I still do not know why CL is >$98 now...








I trade technical price action, here's the scoop:

1. 60-min chart, connect the Tuesday low to the Tuesday overnight low to get a lower trend line. Thursday overnight action found support there, so...

2. Place a parallel channel line across the swing high in between, the high from Wednesday.

3. The dip to the 95.00 zone in pre-market yesterday found ready buyers, so the LTL is now confirmed for a 1-2-3 long setup.

4. Yesterday's high came within a few ticks of that parallel channel line.

5. The overnight session formed a bull flag with Wednesday's resistance holding as support (well-defined trend on the 60-min chart).

6. Calculate a measured move* off the bull flag (flags generate a measured move reaction more often than not), for a new high target of 98.26.

* 96.92 - 95.08 = 1.84 and 1.84 added to 96.42 flag low is 98.26

Hope that helps!


 

06-14-13 06:18 PM





Quote from RedSun:

NoDoji, thx.

Walter Zimmerman says something similar, good to explain the technical side of it.

But the correlations are broken down.

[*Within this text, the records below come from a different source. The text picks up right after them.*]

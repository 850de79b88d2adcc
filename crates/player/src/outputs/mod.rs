pub mod simulated;

#[cfg(feature = "rodio-output")]
pub mod rodio_output;

pub use simulated::SimulatedOutput;

#[cfg(feature = "rodio-output")]
pub use rodio_output::RodioOutput;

CL shows the divergence from other markets....








If I watched other markets, or paid attention to the actual news reports, I'd never put on a trade because the price action in CL so frequently marches to its own beat.

As a beginning CL trader I once watched a strong trend for over two hours run two or three points without trading. I was waiting for a reversal signal because the inventory report was very bearish.


 

 

06-16-13 05:38 AM





Quote from Georgii:

To my way of thinking a statistically valid setup should always be traded even if that means you can end up down at the end of the day. The idea here is that long run you should end up more up if you take those setups.








My experience backs this up, no doubt.







Quote from Georgii:

It appears the main challenge here is to stay focused, and since I'm not a computer I'm going to be susceptible to making errors in judgement if my focus is off.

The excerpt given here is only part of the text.